#### EXERCISE
Which of the lines in the records below hold the string "exists"? Copy every one of them.

#### MATERIAL SUPPLIED
▬▬▬▬▬▬▬▬▬▬
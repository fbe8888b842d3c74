//! In-memory entity store.

use std::collections::{BTreeMap, HashSet};

use tracing::trace;

use super::components::{Behavior, CharacterMovement, CollectiveBehavior, GroupTag, Hivemind, SkeletalMesh};
use super::{Component, ComponentKind, EntityId, EntityStore, StoreError};

/// One entity: a name plus one optional slot per component kind.
#[derive(Debug, Clone, Default)]
pub struct EntityRecord {
    pub name: String,
    pub group_tag: Option<GroupTag>,
    pub behavior: Option<Behavior>,
    pub collective: Option<CollectiveBehavior>,
    pub hivemind: Option<Hivemind>,
    pub skeletal_mesh: Option<SkeletalMesh>,
    pub movement: Option<CharacterMovement>,
}

impl EntityRecord {
    pub fn new(name: impl Into<String>) -> Self {
        Self {
            name: name.into(),
            ..Default::default()
        }
    }

    pub fn has(&self, kind: ComponentKind) -> bool {
        match kind {
            ComponentKind::GroupTag => self.group_tag.is_some(),
            ComponentKind::Behavior => self.behavior.is_some(),
            ComponentKind::CollectiveBehavior => self.collective.is_some(),
            ComponentKind::Hivemind => self.hivemind.is_some(),
            ComponentKind::SkeletalMesh => self.skeletal_mesh.is_some(),
            ComponentKind::CharacterMovement => self.movement.is_some(),
        }
    }

    pub fn get(&self, kind: ComponentKind) -> Option<Component> {
        match kind {
            ComponentKind::GroupTag => self.group_tag.clone().map(Component::GroupTag),
            ComponentKind::Behavior => self.behavior.clone().map(Component::Behavior),
            ComponentKind::CollectiveBehavior => {
                self.collective.clone().map(Component::CollectiveBehavior)
            }
            ComponentKind::Hivemind => self.hivemind.clone().map(Component::Hivemind),
            ComponentKind::SkeletalMesh => self.skeletal_mesh.clone().map(Component::SkeletalMesh),
            ComponentKind::CharacterMovement => self.movement.map(Component::CharacterMovement),
        }
    }

    pub fn put(&mut self, component: Component) {
        match component {
            Component::GroupTag(c) => self.group_tag = Some(c),
            Component::Behavior(c) => self.behavior = Some(c),
            Component::CollectiveBehavior(c) => self.collective = Some(c),
            Component::Hivemind(c) => self.hivemind = Some(c),
            Component::SkeletalMesh(c) => self.skeletal_mesh = Some(c),
            Component::CharacterMovement(c) => self.movement = Some(c),
        }
    }

    pub fn take(&mut self, kind: ComponentKind) -> Option<Component> {
        match kind {
            ComponentKind::GroupTag => self.group_tag.take().map(Component::GroupTag),
            ComponentKind::Behavior => self.behavior.take().map(Component::Behavior),
            ComponentKind::CollectiveBehavior => self.collective.take().map(Component::CollectiveBehavior),
            ComponentKind::Hivemind => self.hivemind.take().map(Component::Hivemind),
            ComponentKind::SkeletalMesh => self.skeletal_mesh.take().map(Component::SkeletalMesh),
            ComponentKind::CharacterMovement => self.movement.take().map(Component::CharacterMovement),
        }
    }

    /// Builder-style component attach.
    pub fn with(mut self, component: impl Into<Component>) -> Self {
        self.put(component.into());
        self
    }
}

/// Deterministic in-memory [`EntityStore`].
///
/// Entities enumerate in creation order. Writes to entities marked
/// read-only fail with [`StoreError::Rejected`].
#[derive(Debug, Clone, Default)]
pub struct InMemoryWorld {
    next_id: u64,
    entities: BTreeMap<EntityId, EntityRecord>,
    read_only: HashSet<EntityId>,
}

impl InMemoryWorld {
    pub fn new() -> Self {
        Self::default()
    }

    /// Insert a fully built record and return its id.
    pub fn spawn(&mut self, record: EntityRecord) -> EntityId {
        self.next_id += 1;
        let id = EntityId::new(self.next_id);
        self.entities.insert(id, record);
        id
    }

    /// Mark an entity so that saves and removals are rejected.
    pub fn set_read_only(&mut self, entity: EntityId, read_only: bool) {
        if read_only {
            self.read_only.insert(entity);
        } else {
            self.read_only.remove(&entity);
        }
    }

    pub fn record(&self, entity: EntityId) -> Option<&EntityRecord> {
        self.entities.get(&entity)
    }

    pub fn len(&self) -> usize {
        self.entities.len()
    }

    pub fn is_empty(&self) -> bool {
        self.entities.is_empty()
    }

    fn writable(&mut self, entity: EntityId) -> Result<&mut EntityRecord, StoreError> {
        if self.read_only.contains(&entity) {
            return Err(StoreError::Rejected {
                entity,
                reason: "entity is read-only".into(),
            });
        }
        self.entities
            .get_mut(&entity)
            .ok_or(StoreError::UnknownEntity(entity))
    }
}

impl EntityStore for InMemoryWorld {
    fn create(&mut self, name: &str) -> EntityId {
        self.spawn(EntityRecord::new(name))
    }

    fn exists(&self, entity: EntityId) -> bool {
        self.entities.contains_key(&entity)
    }

    fn entities_with(&self, kind: ComponentKind) -> Vec<EntityId> {
        self.entities
            .iter()
            .filter(|(_, record)| record.has(kind))
            .map(|(id, _)| *id)
            .collect()
    }

    fn component(&self, entity: EntityId, kind: ComponentKind) -> Option<Component> {
        self.entities.get(&entity).and_then(|record| record.get(kind))
    }

    fn save(&mut self, entity: EntityId, component: Component) -> Result<(), StoreError> {
        trace!(%entity, kind = ?component.kind(), "save component");
        self.writable(entity)?.put(component);
        Ok(())
    }

    fn remove(&mut self, entity: EntityId, kind: ComponentKind) -> Result<Option<Component>, StoreError> {
        trace!(%entity, ?kind, "remove component");
        Ok(self.writable(entity)?.take(kind))
    }

    fn destroy(&mut self, entity: EntityId) -> bool {
        self.read_only.remove(&entity);
        self.entities.remove(&entity).is_some()
    }
}

#[cfg(test)]
mod tests {
    use super::*;
    use crate::world::EntityStoreExt;

    #[test]
    fn test_create_and_enumerate() {
        let mut world = InMemoryWorld::new();
        let a = world.spawn(EntityRecord::new("deer").with(GroupTag::new("magenta")));
        let b = world.create("rock");
        assert_ne!(a, b);
        assert_eq!(world.entities_with(ComponentKind::GroupTag), vec![a]);
        assert!(world.exists(b));
        assert_eq!(world.len(), 2);
    }

    #[test]
    fn test_read_modify_save() {
        let mut world = InMemoryWorld::new();
        let e = world.spawn(EntityRecord::new("deer").with(CharacterMovement::default()));
        let mut movement: CharacterMovement = world.get(e).unwrap();
        movement.speed_multiplier = 2.5;
        // Not visible until saved.
        assert_eq!(world.get::<CharacterMovement>(e).unwrap().speed_multiplier, 1.0);
        world.save_component(e, movement).unwrap();
        assert_eq!(world.get::<CharacterMovement>(e).unwrap().speed_multiplier, 2.5);
    }

    #[test]
    fn test_remove_component() {
        let mut world = InMemoryWorld::new();
        let e = world.spawn(EntityRecord::new("deer").with(GroupTag::new("cyan")));
        let tag: Option<GroupTag> = world.remove_component(e).unwrap();
        assert_eq!(tag.unwrap().group_label, "cyan");
        assert!(!world.has::<GroupTag>(e));
        assert!(world.remove_component::<GroupTag>(e).unwrap().is_none());
    }

    #[test]
    fn test_read_only_rejects_writes() {
        let mut world = InMemoryWorld::new();
        let e = world.create("statue");
        world.set_read_only(e, true);
        let err = world.save_component(e, CharacterMovement::default()).unwrap_err();
        assert!(matches!(err, StoreError::Rejected { .. }));
        assert!(world.remove(e, ComponentKind::Behavior).is_err());
        world.set_read_only(e, false);
        assert!(world.save_component(e, CharacterMovement::default()).is_ok());
    }

    #[test]
    fn test_unknown_entity() {
        let mut world = InMemoryWorld::new();
        let err = world
            .save_component(EntityId::new(99), CharacterMovement::default())
            .unwrap_err();
        assert_eq!(err, StoreError::UnknownEntity(EntityId::new(99)));
    }

    #[test]
    fn test_destroy() {
        let mut world = InMemoryWorld::new();
        let e = world.create("doomed");
        assert!(world.destroy(e));
        assert!(!world.destroy(e));
        assert!(world.is_empty());
    }
}
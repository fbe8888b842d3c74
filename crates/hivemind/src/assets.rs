//! Asset resolution: behavior trees, group definitions and skins.
//!
//! The host engine owns asset loading. This module only describes the
//! lookup surface the coordinator needs ([`AssetResolver`],
//! [`MaterialResolver`]) plus [`AssetLibrary`], an in-memory implementation
//! used by tests, benches and embedders without an asset pipeline.

use std::collections::BTreeMap;
use std::fmt;
use std::hash::{Hash, Hasher};
use std::str::FromStr;

use serde::{Deserialize, Serialize};

use crate::behavior::{BehaviorTree, BehaviorTreeRef};
use crate::error::{HivemindError, Result};

// ---------------------------------------------------------------------------
// Resource identifiers
// ---------------------------------------------------------------------------

/// Identifier of a named resource: `module:name`, or a bare `name`.
///
/// Comparison is case-insensitive. A bare id used as a query matches a
/// resource of that name in any module (see [`ResourceId::matches`]).
#[derive(Debug, Clone, Serialize, Deserialize)]
#[serde(try_from = "String", into = "String")]
pub struct ResourceId {
    module: Option<String>,
    name: String,
}

impl ResourceId {
    /// Build an id from a module and a name.
    pub fn new(module: impl Into<String>, name: impl Into<String>) -> Self {
        Self {
            module: Some(module.into()),
            name: name.into(),
        }
    }

    pub fn module(&self) -> Option<&str> {
        self.module.as_deref()
    }

    pub fn name(&self) -> &str {
        &self.name
    }

    /// Whether `self`, used as a lookup query, designates `candidate`.
    pub fn matches(&self, candidate: &ResourceId) -> bool {
        if !self.name.eq_ignore_ascii_case(&candidate.name) {
            return false;
        }
        match (&self.module, &candidate.module) {
            (Some(a), Some(b)) => a.eq_ignore_ascii_case(b),
            _ => true,
        }
    }

    fn key(&self) -> (Option<String>, String) {
        (
            self.module.as_ref().map(|m| m.to_ascii_lowercase()),
            self.name.to_ascii_lowercase(),
        )
    }
}

impl FromStr for ResourceId {
    type Err = HivemindError;

    fn from_str(s: &str) -> Result<Self> {
        let invalid = || HivemindError::InvalidResourceId(s.to_string());
        match s.split_once(':') {
            Some((module, name)) => {
                if module.is_empty() || name.is_empty() || name.contains(':') {
                    return Err(invalid());
                }
                Ok(Self::new(module, name))
            }
            None if !s.is_empty() => Ok(Self {
                module: None,
                name: s.to_string(),
            }),
            None => Err(invalid()),
        }
    }
}

impl TryFrom<String> for ResourceId {
    type Error = HivemindError;

    fn try_from(value: String) -> Result<Self> {
        value.parse()
    }
}

impl From<ResourceId> for String {
    fn from(id: ResourceId) -> Self {
        id.to_string()
    }
}

impl fmt::Display for ResourceId {
    fn fmt(&self, f: &mut fmt::Formatter<'_>) -> fmt::Result {
        match &self.module {
            Some(module) => write!(f, "{module}:{}", self.name),
            None => f.write_str(&self.name),
        }
    }
}

impl PartialEq for ResourceId {
    fn eq(&self, other: &Self) -> bool {
        self.key() == other.key()
    }
}

impl Eq for ResourceId {}

impl Hash for ResourceId {
    fn hash<H: Hasher>(&self, state: &mut H) {
        self.key().hash(state);
    }
}

impl PartialOrd for ResourceId {
    fn partial_cmp(&self, other: &Self) -> Option<std::cmp::Ordering> {
        Some(self.cmp(other))
    }
}

impl Ord for ResourceId {
    fn cmp(&self, other: &Self) -> std::cmp::Ordering {
        self.key().cmp(&other.key())
    }
}

// ---------------------------------------------------------------------------
// Asset payloads
// ---------------------------------------------------------------------------

/// Kinds of assets the resolver can enumerate.
#[derive(Debug, Clone, Copy, PartialEq, Eq, Hash, Serialize, Deserialize)]
pub enum AssetKind {
    BehaviorTree,
    Group,
    Material,
}

/// A renderable skin (material) that can be attached to a skeletal mesh.
#[derive(Debug, Clone, PartialEq, Eq, Serialize, Deserialize)]
pub struct Skin {
    pub id: ResourceId,
}

/// A group definition asset.
#[derive(Debug, Clone, PartialEq, Eq, Serialize, Deserialize)]
#[serde(rename_all = "camelCase")]
pub struct GroupDefinition {
    /// Label entities carry in their group tag.
    pub group_label: String,
    /// Tree the group is expected to run, if the asset names one.
    #[serde(default)]
    pub behavior: Option<String>,
}

impl GroupDefinition {
    /// Parse a group asset from JSON.
    pub fn from_json(source: &str) -> Result<Self> {
        let def: GroupDefinition = serde_json::from_str(source)?;
        if def.group_label.trim().is_empty() {
            return Err(HivemindError::InvalidConfig(
                "group asset has an empty label".into(),
            ));
        }
        Ok(def)
    }
}

// ---------------------------------------------------------------------------
// Resolver traits
// ---------------------------------------------------------------------------

/// Named-asset lookup provided by the host engine.
pub trait AssetResolver {
    /// Resolve a behavior tree by name.
    fn behavior_tree(&self, name: &str) -> Option<BehaviorTreeRef>;

    /// Resolve and parse a group definition asset.
    fn group(&self, name: &str) -> Result<GroupDefinition>;

    /// All ids of the given kind currently available.
    fn available(&self, kind: AssetKind) -> Vec<ResourceId>;
}

/// Skin/material lookup provided by the host renderer.
pub trait MaterialResolver {
    fn resolve_skin(&self, name: &str) -> Option<Skin>;
}

// ---------------------------------------------------------------------------
// In-memory library
// ---------------------------------------------------------------------------

/// In-memory asset catalogue.
#[derive(Debug, Clone, Default)]
pub struct AssetLibrary {
    trees: BTreeMap<ResourceId, BehaviorTreeRef>,
    groups: BTreeMap<ResourceId, String>,
    skins: BTreeMap<ResourceId, Skin>,
}

impl AssetLibrary {
    pub fn new() -> Self {
        Self::default()
    }

    /// Register a tree under its own id, replacing any previous entry.
    pub fn add_tree(&mut self, tree: BehaviorTree) -> BehaviorTreeRef {
        let tree = tree.into_ref();
        self.trees.insert(tree.id().clone(), tree.clone());
        tree
    }

    /// Register raw group-asset source. Parsing happens on lookup.
    pub fn add_group_source(&mut self, id: ResourceId, source: impl Into<String>) {
        self.groups.insert(id, source.into());
    }

    pub fn add_skin(&mut self, id: ResourceId) {
        self.skins.insert(id.clone(), Skin { id });
    }

    fn lookup<'a, T>(map: &'a BTreeMap<ResourceId, T>, name: &str) -> Option<&'a T> {
        let query: ResourceId = name.parse().ok()?;
        map.iter()
            .find(|(id, _)| query.matches(id))
            .map(|(_, value)| value)
    }
}

impl AssetResolver for AssetLibrary {
    fn behavior_tree(&self, name: &str) -> Option<BehaviorTreeRef> {
        Self::lookup(&self.trees, name).cloned()
    }

    fn group(&self, name: &str) -> Result<GroupDefinition> {
        let source = Self::lookup(&self.groups, name)
            .ok_or_else(|| HivemindError::ResourceNotFound(name.to_string()))?;
        GroupDefinition::from_json(source)
    }

    fn available(&self, kind: AssetKind) -> Vec<ResourceId> {
        match kind {
            AssetKind::BehaviorTree => self.trees.keys().cloned().collect(),
            AssetKind::Group => self.groups.keys().cloned().collect(),
            AssetKind::Material => self.skins.keys().cloned().collect(),
        }
    }
}

impl MaterialResolver for AssetLibrary {
    fn resolve_skin(&self, name: &str) -> Option<Skin> {
        Self::lookup(&self.skins, name).cloned()
    }
}

#[cfg(test)]
mod tests {
    use super::*;
    use crate::behavior::BehaviorNode;

    #[test]
    fn test_parse_resource_id() {
        let id: ResourceId = "Behaviors:critter".parse().unwrap();
        assert_eq!(id.module(), Some("Behaviors"));
        assert_eq!(id.name(), "critter");
        assert_eq!(id.to_string(), "Behaviors:critter");

        let bare: ResourceId = "magentaDeerSkin".parse().unwrap();
        assert_eq!(bare.module(), None);
    }

    #[test]
    fn test_parse_rejects_malformed() {
        for bad in ["", ":x", "x:", "a:b:c"] {
            assert!(bad.parse::<ResourceId>().is_err(), "{bad} should be rejected");
        }
    }

    #[test]
    fn test_bare_query_matches_any_module() {
        let query: ResourceId = "critter".parse().unwrap();
        assert!(query.matches(&ResourceId::new("Behaviors", "Critter")));
        let other: ResourceId = "engine:critter".parse().unwrap();
        assert!(!other.matches(&ResourceId::new("Behaviors", "critter")));
    }

    #[test]
    fn test_library_resolves_trees() {
        let mut lib = AssetLibrary::new();
        lib.add_tree(BehaviorTree::new(
            ResourceId::new("Behaviors", "critter"),
            BehaviorNode::Action("wander".into()),
        ));
        assert!(lib.behavior_tree("Behaviors:critter").is_some());
        assert!(lib.behavior_tree("BEHAVIORS:Critter").is_some());
        assert!(lib.behavior_tree("critter").is_some());
        assert!(lib.behavior_tree("Behaviors:stray").is_none());
        assert_eq!(lib.available(AssetKind::BehaviorTree).len(), 1);
    }

    #[test]
    fn test_library_group_parse() {
        let mut lib = AssetLibrary::new();
        lib.add_group_source(
            ResourceId::new("engine", "magenta"),
            r#"{"groupLabel": "magenta", "behavior": "Behaviors:critter"}"#,
        );
        lib.add_group_source(ResourceId::new("engine", "broken"), "{ nope");
        let def = lib.group("engine:magenta").unwrap();
        assert_eq!(def.group_label, "magenta");
        assert_eq!(def.behavior.as_deref(), Some("Behaviors:critter"));
        assert!(matches!(
            lib.group("engine:broken"),
            Err(HivemindError::Serialization(_))
        ));
        assert!(matches!(
            lib.group("engine:cyan"),
            Err(HivemindError::ResourceNotFound(_))
        ));
    }

    #[test]
    fn test_group_rejects_blank_label() {
        assert!(GroupDefinition::from_json(r#"{"groupLabel": "  "}"#).is_err());
    }

    #[test]
    fn test_skin_lookup() {
        let mut lib = AssetLibrary::new();
        lib.add_skin("magentaDeerSkin".parse().unwrap());
        assert!(lib.resolve_skin("magentadeerskin").is_some());
        assert!(lib.resolve_skin("cyanDeerSkin").is_none());
    }

    #[test]
    fn test_resource_id_serde() {
        let id = ResourceId::new("Behaviors", "critter");
        let json = serde_json::to_string(&id).unwrap();
        assert_eq!(json, "\"Behaviors:critter\"");
        let back: ResourceId = serde_json::from_str(&json).unwrap();
        assert_eq!(back, id);
    }
}
//! Composed group scenarios for a thin command layer.
//!
//! Each [`Scenario`] chains coordinator operations with the defaults from
//! [`HivemindConfig`](crate::HivemindConfig) and returns a
//! [`ScenarioOutcome`]. Turning that into text is left to `Display`.

use std::fmt;
use std::str::FromStr;

use serde::{Deserialize, Serialize};

use crate::assets::{AssetResolver, GroupDefinition, MaterialResolver};
use crate::coordinator::GroupCoordinator;
use crate::error::HivemindError;
use crate::report::{GroupReport, TeardownReport};
use crate::world::{EntityId, EntityStore};

/// Bundled group scenarios.
#[derive(Debug, Clone, Copy, PartialEq, Eq, Hash, Serialize, Deserialize)]
pub enum Scenario {
    /// Same tree, individually run, for every group member.
    AssignGroupBehavior,
    /// One parameter change broadcast through a hivemind.
    SynchronizeSpeed,
    /// One tree run collectively by a hivemind.
    CollectiveBehavior,
    /// Members go back to their pre-group behavior.
    RestoreBackup,
    /// Read a group definition asset.
    DescribeGroup,
    /// Remove every hivemind and tagged entity.
    Teardown,
}

impl Scenario {
    pub const ALL: [Scenario; 6] = [
        Scenario::AssignGroupBehavior,
        Scenario::SynchronizeSpeed,
        Scenario::CollectiveBehavior,
        Scenario::RestoreBackup,
        Scenario::DescribeGroup,
        Scenario::Teardown,
    ];

    /// Command name.
    pub fn name(self) -> &'static str {
        match self {
            Scenario::AssignGroupBehavior => "assign",
            Scenario::SynchronizeSpeed => "sync-speed",
            Scenario::CollectiveBehavior => "collective",
            Scenario::RestoreBackup => "restore",
            Scenario::DescribeGroup => "describe",
            Scenario::Teardown => "teardown",
        }
    }

    /// One-line help text.
    pub fn description(self) -> &'static str {
        match self {
            Scenario::AssignGroupBehavior => "assign the group tree to every member of the group",
            Scenario::SynchronizeSpeed => "broadcast a speed change to every member of the group",
            Scenario::CollectiveBehavior => "run one tree collectively for the whole group",
            Scenario::RestoreBackup => "return members to the behavior they ran before joining",
            Scenario::DescribeGroup => "load the group definition asset",
            Scenario::Teardown => "destroy every hivemind and tagged entity",
        }
    }
}

impl fmt::Display for Scenario {
    fn fmt(&self, f: &mut fmt::Formatter<'_>) -> fmt::Result {
        f.write_str(self.name())
    }
}

impl FromStr for Scenario {
    type Err = HivemindError;

    fn from_str(s: &str) -> Result<Self, Self::Err> {
        Scenario::ALL
            .into_iter()
            .find(|scenario| scenario.name().eq_ignore_ascii_case(s))
            .ok_or_else(|| HivemindError::ResourceNotFound(format!("scenario '{s}'")))
    }
}

/// Structured result of a scenario run.
#[derive(Debug)]
pub enum ScenarioOutcome {
    /// A single group pass.
    Group(GroupReport),
    /// A pass addressed through a freshly materialized hivemind.
    Hivemind { hivemind: EntityId, report: GroupReport },
    Described(GroupDefinition),
    TornDown(TeardownReport),
    Failed { scenario: Scenario, error: HivemindError },
}

impl ScenarioOutcome {
    pub fn is_success(&self) -> bool {
        match self {
            ScenarioOutcome::Group(report) | ScenarioOutcome::Hivemind { report, .. } => {
                report.is_success()
            }
            ScenarioOutcome::Described(_) | ScenarioOutcome::TornDown(_) => true,
            ScenarioOutcome::Failed { .. } => false,
        }
    }

    pub fn report(&self) -> Option<&GroupReport> {
        match self {
            ScenarioOutcome::Group(report) | ScenarioOutcome::Hivemind { report, .. } => Some(report),
            _ => None,
        }
    }

    /// Number of entities the scenario changed or removed.
    pub fn affected_count(&self) -> usize {
        match self {
            ScenarioOutcome::Group(report) | ScenarioOutcome::Hivemind { report, .. } => {
                report.affected_count()
            }
            ScenarioOutcome::TornDown(report) => report.total(),
            ScenarioOutcome::Described(_) | ScenarioOutcome::Failed { .. } => 0,
        }
    }
}

impl fmt::Display for ScenarioOutcome {
    fn fmt(&self, f: &mut fmt::Formatter<'_>) -> fmt::Result {
        match self {
            ScenarioOutcome::Group(report) => write!(f, "{report}"),
            ScenarioOutcome::Hivemind { hivemind, report } => write!(f, "{report} (via {hivemind})"),
            ScenarioOutcome::Described(def) => write!(f, "Loaded group label {}", def.group_label),
            ScenarioOutcome::TornDown(report) => write!(
                f,
                "Removed {} hiveminds and {} tagged entities",
                report.hiveminds.len(),
                report.tagged.len()
            ),
            ScenarioOutcome::Failed { scenario, error } => write!(f, "{scenario} failed: {error}"),
        }
    }
}

impl<S, R> GroupCoordinator<S, R>
where
    S: EntityStore,
    R: AssetResolver + MaterialResolver,
{
    /// Run one bundled scenario with the configured defaults.
    pub fn run(&mut self, scenario: Scenario) -> ScenarioOutcome {
        let config = self.config().clone();
        let label = config.group_label.as_str();
        match scenario {
            Scenario::AssignGroupBehavior => ScenarioOutcome::Group(self.assign_behavior(
                label,
                &config.behavior_tree,
                config.group_skin.as_deref(),
            )),
            Scenario::SynchronizeSpeed => match self.materialize_hivemind(label) {
                Ok(hivemind) => ScenarioOutcome::Hivemind {
                    hivemind,
                    report: self.propagate_speed(hivemind, config.speed_multiplier),
                },
                Err(error) => ScenarioOutcome::Failed { scenario, error },
            },
            Scenario::CollectiveBehavior => match self.materialize_hivemind(label) {
                Ok(hivemind) => ScenarioOutcome::Hivemind {
                    hivemind,
                    report: self.assign_collective(hivemind, &config.behavior_tree),
                },
                Err(error) => ScenarioOutcome::Failed { scenario, error },
            },
            Scenario::RestoreBackup => ScenarioOutcome::Group(self.recover_backup(label)),
            Scenario::DescribeGroup => match self.describe_group(&config.group_asset) {
                Ok(def) => ScenarioOutcome::Described(def),
                Err(error) => ScenarioOutcome::Failed { scenario, error },
            },
            Scenario::Teardown => ScenarioOutcome::TornDown(self.teardown()),
        }
    }
}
▬▬▬▬▬▬▬▬▬▬
#### PROBLEM SOLUTION
    fn exists(&self, entity: EntityId) -> bool {
        assert!(world.exists(b));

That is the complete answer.